Dave, on the other hand, is not the first thing that comes to mind when you picture a ‘hero’. I won’t spoil anything about the book here, but let’s just say that Dave’s rise to herodom is both awkward and not a little painful.

  • The military stuff in the book is mostly accurate. I really enjoyed the fact there wasn’t some government agency that crawled out of the woodwork having expected something like this to happen. As Heath, our Navy officer in charge, points out, “All you’ve got is JSOC (Joint Special Operations Command).” And Heath isn’t some super-commando, he just happened to be the closest military presence to the oil rig when all the bad stuff went down, hence he’s put mostly in charge.

It also takes time to mobilize military assets, especially during unknown encounters and in a situation where there is no Standard Operating Procedure (SOP) for what’s going down.
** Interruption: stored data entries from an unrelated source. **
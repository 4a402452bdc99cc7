// SPDX-FileCopyrightText: 2026 ArcheBase
//
// SPDX-License-Identifier: MulanPSL-2.0

//! Parallel digest pipeline for large single-file artifacts.
//!
//! Tar ingestion digests one archive under every configured algorithm.
//! Rather than stream the archive once per algorithm, the file is
//! memory-mapped once and a dedicated worker computes each algorithm's
//! digest over the shared view concurrently. Results are joined over a
//! channel before the caller sees them, so output is deterministic
//! regardless of worker scheduling.

use std::collections::BTreeMap;
use std::fs::File;
use std::path::Path;
use std::time::Instant;

use rayon::prelude::*;
use tracing::debug;

use crate::core::{BagError, ChecksumType, Result};

use super::digest::{digest_bytes, digest_file};

/// Compute every requested digest of one file, one worker per algorithm.
///
/// Falls back to the sequential streaming path when a single algorithm is
/// requested; the worker pool only pays off when several digests share the
/// same bytes.
pub fn generate_file_checksums_parallel(
    path: &Path,
    checksum_types: &[ChecksumType],
) -> Result<BTreeMap<ChecksumType, String>> {
    if checksum_types.is_empty() {
        return Err(BagError::io(
            "generating checksums",
            "no checksum types requested",
        ));
    }
    if checksum_types.len() == 1 {
        return digest_file(path, checksum_types);
    }

    let file = File::open(path).map_err(|e| {
        BagError::io(
            format!("opening {} for digest", path.display()),
            e.to_string(),
        )
    })?;
    let file_len = file
        .metadata()
        .map_err(|e| BagError::io(format!("sizing {}", path.display()), e.to_string()))?
        .len();
    if file_len == 0 {
        // Zero-length files cannot be mapped.
        return digest_file(path, checksum_types);
    }
    let mmap = unsafe { memmap2::Mmap::map(&file) }.map_err(|e| {
        BagError::io(format!("mapping {}", path.display()), e.to_string())
    })?;
    let bytes: &[u8] = &mmap;

    let pool = rayon::ThreadPoolBuilder::new()
        .num_threads(checksum_types.len())
        .thread_name(|index| format!("fixity-worker-{index}"))
        .build()
        .map_err(|e| BagError::io("creating digest worker pool", e.to_string()))?;

    let started = Instant::now();
    let (sender, receiver) = crossbeam_channel::unbounded();
    pool.install(|| {
        checksum_types
            .par_iter()
            .for_each_with(sender, |tx, &checksum_type| {
                let hex_digest = digest_bytes(bytes, checksum_type);
                // Receiver outlives the pool scope; send cannot fail here.
                let _ = tx.send((checksum_type, hex_digest));
            });
    });

    let mut checksums = BTreeMap::new();
    while let Ok((checksum_type, hex_digest)) = receiver.try_recv() {
        checksums.insert(checksum_type, hex_digest);
    }
    if checksums.len() != checksum_types.len() {
        return Err(BagError::io(
            format!("digesting {}", path.display()),
            "digest worker pool returned an incomplete result set",
        ));
    }

    debug!(
        path = %path.display(),
        bytes = bytes.len(),
        algorithms = checksum_types.len(),
        elapsed_ms = started.elapsed().as_millis() as u64,
        "parallel fixity complete"
    );
    Ok(checksums)
}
Because the monsters aren’t following a pattern that a typical terrorist organization would follow, and the fact they have no idea where they’ll show up, it’s impossible to adapt procedures that quickly.

  • I liked the monster descriptions and concepts, as they weren’t based on anything from myth or legend on Earth (for the most part). It felt like it pulled from various fantasy worlds, like the Drow in Forgotten Realms and some Vord from the Codex Alera for their hierarchy and hivemind-type stuff. The different clans and abilities of clans were also interesting.
Found at: http://codexalera.wikia.com/wiki/Vord

Now, the cons:

  • My biggest gripe with the book is the endless exposition that could have been done through interaction with the monsters and other characters. I got more than halfway through the book and there were only two interactions with the bad guys at that point: the initial one, and a very brief one after Dave gets out of the hospital.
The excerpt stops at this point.